▶ _Supplied information_
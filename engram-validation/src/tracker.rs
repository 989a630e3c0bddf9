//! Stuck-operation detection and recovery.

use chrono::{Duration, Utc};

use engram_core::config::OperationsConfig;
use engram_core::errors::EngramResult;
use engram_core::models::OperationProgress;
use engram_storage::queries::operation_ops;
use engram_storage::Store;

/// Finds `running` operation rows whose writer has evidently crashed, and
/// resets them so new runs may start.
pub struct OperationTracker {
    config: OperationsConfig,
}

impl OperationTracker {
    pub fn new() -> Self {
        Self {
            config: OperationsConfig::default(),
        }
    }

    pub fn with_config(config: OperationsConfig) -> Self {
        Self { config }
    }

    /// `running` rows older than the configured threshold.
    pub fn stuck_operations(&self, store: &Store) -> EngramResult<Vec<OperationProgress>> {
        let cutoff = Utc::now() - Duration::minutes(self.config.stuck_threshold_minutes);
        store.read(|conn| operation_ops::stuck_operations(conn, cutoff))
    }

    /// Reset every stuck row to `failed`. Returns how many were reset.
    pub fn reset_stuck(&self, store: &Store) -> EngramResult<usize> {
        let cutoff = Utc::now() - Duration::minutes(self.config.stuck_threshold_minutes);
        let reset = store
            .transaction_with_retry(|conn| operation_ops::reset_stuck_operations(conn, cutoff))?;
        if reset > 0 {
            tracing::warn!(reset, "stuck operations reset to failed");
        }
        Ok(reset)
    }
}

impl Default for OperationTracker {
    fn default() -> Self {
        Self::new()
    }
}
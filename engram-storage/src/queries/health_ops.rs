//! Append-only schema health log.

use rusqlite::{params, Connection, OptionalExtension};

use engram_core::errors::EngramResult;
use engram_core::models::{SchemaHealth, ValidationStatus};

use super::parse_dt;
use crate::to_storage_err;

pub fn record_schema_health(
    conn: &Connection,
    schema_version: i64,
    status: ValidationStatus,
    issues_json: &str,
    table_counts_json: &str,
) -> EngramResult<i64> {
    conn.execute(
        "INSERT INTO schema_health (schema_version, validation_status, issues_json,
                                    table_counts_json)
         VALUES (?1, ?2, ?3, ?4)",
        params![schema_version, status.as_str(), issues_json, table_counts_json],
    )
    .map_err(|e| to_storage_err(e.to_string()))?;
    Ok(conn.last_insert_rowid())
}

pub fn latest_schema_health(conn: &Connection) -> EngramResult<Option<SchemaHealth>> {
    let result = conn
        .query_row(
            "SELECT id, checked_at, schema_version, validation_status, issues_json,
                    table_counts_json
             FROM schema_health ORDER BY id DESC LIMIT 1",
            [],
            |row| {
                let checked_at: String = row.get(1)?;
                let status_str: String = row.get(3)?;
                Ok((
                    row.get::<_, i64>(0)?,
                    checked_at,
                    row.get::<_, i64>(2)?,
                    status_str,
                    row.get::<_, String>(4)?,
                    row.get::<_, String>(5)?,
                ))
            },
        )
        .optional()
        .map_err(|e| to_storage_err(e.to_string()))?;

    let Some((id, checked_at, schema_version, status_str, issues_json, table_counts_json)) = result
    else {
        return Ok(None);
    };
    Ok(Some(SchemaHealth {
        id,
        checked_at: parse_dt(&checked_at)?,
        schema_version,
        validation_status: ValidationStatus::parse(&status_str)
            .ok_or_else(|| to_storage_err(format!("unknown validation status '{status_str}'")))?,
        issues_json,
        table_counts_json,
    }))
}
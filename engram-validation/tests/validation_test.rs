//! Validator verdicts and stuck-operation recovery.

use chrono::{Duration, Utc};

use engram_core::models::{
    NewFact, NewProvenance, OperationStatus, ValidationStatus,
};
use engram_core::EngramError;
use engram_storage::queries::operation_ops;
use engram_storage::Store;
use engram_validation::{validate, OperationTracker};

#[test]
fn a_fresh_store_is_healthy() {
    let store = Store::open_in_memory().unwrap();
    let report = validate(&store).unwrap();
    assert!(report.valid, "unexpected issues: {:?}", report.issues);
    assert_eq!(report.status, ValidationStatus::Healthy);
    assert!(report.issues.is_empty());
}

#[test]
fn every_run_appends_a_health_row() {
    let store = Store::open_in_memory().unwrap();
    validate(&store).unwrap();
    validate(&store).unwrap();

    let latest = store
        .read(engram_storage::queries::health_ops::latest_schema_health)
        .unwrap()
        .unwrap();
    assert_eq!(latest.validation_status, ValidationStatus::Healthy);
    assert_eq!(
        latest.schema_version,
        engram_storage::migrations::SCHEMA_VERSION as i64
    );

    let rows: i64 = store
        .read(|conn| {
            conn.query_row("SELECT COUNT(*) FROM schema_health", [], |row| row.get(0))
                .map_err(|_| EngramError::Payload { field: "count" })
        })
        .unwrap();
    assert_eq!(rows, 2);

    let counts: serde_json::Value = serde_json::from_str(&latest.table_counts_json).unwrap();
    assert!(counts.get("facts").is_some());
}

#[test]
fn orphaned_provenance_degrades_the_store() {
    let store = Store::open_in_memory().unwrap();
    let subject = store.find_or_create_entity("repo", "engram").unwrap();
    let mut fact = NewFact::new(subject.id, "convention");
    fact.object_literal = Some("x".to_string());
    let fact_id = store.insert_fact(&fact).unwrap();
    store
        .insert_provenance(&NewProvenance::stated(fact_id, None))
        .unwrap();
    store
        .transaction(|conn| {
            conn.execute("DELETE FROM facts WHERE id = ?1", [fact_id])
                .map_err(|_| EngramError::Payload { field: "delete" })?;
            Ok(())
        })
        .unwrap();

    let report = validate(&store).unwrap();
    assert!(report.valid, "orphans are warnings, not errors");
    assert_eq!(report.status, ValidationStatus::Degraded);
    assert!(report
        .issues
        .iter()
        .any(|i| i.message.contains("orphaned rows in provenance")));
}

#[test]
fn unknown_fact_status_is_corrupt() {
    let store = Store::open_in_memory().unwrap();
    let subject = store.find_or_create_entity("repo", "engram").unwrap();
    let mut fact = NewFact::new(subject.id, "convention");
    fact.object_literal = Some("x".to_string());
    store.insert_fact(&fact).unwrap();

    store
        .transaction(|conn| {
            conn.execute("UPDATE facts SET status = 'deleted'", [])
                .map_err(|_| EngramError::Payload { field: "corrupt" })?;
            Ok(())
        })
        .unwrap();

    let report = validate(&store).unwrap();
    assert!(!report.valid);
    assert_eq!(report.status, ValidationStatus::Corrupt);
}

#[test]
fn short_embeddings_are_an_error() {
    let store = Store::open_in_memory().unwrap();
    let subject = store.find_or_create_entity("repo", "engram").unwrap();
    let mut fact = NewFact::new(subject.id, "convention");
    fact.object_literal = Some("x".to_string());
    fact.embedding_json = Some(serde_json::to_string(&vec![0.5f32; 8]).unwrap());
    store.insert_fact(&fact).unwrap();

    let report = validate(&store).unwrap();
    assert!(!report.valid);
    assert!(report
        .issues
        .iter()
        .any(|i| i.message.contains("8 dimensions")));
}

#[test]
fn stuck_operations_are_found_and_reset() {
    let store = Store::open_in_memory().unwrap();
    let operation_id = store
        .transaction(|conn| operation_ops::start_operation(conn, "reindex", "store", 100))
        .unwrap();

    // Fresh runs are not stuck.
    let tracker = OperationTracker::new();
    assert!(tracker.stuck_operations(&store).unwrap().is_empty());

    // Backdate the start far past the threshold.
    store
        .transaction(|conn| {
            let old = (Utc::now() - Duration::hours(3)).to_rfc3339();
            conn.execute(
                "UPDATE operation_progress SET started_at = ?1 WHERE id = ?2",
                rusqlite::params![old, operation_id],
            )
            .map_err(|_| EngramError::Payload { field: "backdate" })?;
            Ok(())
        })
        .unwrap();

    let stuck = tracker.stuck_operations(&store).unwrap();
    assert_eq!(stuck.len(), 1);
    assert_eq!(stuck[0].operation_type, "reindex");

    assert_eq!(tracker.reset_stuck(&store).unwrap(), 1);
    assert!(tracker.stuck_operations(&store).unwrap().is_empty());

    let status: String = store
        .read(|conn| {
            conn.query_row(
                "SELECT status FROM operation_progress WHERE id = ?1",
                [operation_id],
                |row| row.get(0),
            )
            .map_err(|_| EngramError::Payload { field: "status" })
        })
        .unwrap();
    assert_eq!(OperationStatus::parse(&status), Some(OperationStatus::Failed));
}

---

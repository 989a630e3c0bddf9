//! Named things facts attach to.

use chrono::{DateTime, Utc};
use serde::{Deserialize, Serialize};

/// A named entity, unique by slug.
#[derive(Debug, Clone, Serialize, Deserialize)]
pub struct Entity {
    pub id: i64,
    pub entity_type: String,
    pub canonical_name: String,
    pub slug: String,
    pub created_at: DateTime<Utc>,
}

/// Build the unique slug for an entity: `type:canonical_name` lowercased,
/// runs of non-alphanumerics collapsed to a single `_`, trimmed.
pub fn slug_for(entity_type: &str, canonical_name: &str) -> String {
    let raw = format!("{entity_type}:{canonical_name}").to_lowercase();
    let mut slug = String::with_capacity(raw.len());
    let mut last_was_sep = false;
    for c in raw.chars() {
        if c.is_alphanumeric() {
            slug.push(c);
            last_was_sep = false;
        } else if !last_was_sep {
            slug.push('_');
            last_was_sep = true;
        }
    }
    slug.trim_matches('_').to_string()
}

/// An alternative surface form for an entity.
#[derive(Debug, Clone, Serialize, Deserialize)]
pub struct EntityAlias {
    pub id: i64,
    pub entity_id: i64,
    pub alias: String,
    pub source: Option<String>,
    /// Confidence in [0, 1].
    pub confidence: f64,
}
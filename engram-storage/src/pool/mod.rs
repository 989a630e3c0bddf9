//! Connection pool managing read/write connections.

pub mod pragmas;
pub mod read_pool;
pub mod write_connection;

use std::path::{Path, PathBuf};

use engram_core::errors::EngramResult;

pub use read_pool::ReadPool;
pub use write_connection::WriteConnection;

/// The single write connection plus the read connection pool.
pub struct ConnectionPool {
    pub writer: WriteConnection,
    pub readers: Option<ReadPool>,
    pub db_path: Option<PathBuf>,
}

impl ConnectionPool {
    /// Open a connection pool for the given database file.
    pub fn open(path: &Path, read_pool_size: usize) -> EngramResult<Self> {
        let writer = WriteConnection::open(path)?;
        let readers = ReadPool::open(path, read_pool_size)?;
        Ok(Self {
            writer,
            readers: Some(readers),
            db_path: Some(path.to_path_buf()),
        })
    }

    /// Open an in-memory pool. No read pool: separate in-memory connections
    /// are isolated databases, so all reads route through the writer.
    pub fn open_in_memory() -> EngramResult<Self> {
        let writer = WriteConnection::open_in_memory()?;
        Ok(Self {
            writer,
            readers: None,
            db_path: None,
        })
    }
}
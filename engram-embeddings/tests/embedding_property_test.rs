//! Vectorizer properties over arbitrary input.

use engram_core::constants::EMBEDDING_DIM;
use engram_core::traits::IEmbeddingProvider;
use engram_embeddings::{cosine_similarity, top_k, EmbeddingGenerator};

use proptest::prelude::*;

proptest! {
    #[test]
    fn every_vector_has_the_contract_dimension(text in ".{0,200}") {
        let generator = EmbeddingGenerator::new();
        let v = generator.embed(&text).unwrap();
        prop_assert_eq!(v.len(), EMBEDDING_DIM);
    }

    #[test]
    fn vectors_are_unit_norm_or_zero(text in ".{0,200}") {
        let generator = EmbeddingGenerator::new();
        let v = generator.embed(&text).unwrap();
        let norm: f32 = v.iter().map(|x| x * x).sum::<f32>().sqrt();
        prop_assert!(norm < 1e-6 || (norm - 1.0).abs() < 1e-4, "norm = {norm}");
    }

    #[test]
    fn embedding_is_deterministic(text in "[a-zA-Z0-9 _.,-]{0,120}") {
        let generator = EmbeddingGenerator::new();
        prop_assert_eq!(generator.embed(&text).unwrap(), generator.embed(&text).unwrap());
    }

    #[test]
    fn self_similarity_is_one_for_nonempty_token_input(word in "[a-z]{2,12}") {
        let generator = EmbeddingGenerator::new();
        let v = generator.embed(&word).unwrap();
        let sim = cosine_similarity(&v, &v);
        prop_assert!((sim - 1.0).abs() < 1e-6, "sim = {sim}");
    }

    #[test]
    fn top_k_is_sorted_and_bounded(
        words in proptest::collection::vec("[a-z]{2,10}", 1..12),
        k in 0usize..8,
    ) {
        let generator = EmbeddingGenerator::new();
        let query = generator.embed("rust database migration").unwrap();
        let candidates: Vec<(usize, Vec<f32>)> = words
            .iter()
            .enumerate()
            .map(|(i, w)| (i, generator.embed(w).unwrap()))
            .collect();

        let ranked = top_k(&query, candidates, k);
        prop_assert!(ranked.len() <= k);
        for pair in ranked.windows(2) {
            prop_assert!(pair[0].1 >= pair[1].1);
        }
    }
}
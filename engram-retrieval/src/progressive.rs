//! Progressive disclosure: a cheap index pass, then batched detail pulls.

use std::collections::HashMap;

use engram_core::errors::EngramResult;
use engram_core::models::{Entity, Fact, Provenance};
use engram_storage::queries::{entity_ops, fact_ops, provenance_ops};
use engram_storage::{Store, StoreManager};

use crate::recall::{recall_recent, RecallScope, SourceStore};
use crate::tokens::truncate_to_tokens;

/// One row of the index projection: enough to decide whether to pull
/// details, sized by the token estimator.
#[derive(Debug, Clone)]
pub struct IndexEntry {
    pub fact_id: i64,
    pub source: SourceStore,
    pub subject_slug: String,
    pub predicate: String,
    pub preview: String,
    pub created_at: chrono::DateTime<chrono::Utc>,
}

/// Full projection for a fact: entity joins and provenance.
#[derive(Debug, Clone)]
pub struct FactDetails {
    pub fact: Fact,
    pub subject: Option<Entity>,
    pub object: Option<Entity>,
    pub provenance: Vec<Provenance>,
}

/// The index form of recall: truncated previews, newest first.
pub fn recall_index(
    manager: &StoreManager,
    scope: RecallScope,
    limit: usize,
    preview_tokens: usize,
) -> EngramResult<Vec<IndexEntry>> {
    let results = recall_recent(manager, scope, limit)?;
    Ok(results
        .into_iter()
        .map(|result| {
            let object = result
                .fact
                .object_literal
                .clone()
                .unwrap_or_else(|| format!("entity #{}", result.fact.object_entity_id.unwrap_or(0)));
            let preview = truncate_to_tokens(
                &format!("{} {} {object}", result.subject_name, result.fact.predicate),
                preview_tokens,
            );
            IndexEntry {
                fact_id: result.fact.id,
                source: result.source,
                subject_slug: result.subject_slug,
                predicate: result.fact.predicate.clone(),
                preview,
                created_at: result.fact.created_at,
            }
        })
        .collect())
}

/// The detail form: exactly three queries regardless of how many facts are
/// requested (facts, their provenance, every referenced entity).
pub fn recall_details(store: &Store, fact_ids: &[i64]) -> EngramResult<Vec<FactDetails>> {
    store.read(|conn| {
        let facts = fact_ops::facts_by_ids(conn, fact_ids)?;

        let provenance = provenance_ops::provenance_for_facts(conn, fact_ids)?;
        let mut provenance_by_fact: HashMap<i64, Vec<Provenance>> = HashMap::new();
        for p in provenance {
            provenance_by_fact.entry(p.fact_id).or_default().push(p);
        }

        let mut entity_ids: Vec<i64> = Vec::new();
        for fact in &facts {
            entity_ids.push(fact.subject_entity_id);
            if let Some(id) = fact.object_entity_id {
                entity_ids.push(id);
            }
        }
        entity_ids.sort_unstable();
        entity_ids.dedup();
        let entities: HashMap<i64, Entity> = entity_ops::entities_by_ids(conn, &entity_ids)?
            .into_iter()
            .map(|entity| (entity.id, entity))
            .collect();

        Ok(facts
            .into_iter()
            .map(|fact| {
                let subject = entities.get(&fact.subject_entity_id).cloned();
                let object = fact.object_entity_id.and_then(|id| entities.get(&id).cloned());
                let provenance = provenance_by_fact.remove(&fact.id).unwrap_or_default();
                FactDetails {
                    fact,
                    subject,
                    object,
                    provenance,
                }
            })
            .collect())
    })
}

▶ _Exercise_
Above are some records; copy exactly the lines from the one with "filename engram-validation/src/tracker.rs" through the one with "use engram_core::models::OperationProgress;", both included, and no others.

▶ _Completed task_
filename engram-validation/src/tracker.rs
repository 989a630e3c0bddf9
//! Stuck-operation detection and recovery.

use chrono::{Duration, Utc};

use engram_core::config::OperationsConfig;
use engram_core::errors::EngramResult;
use engram_core::models::OperationProgress;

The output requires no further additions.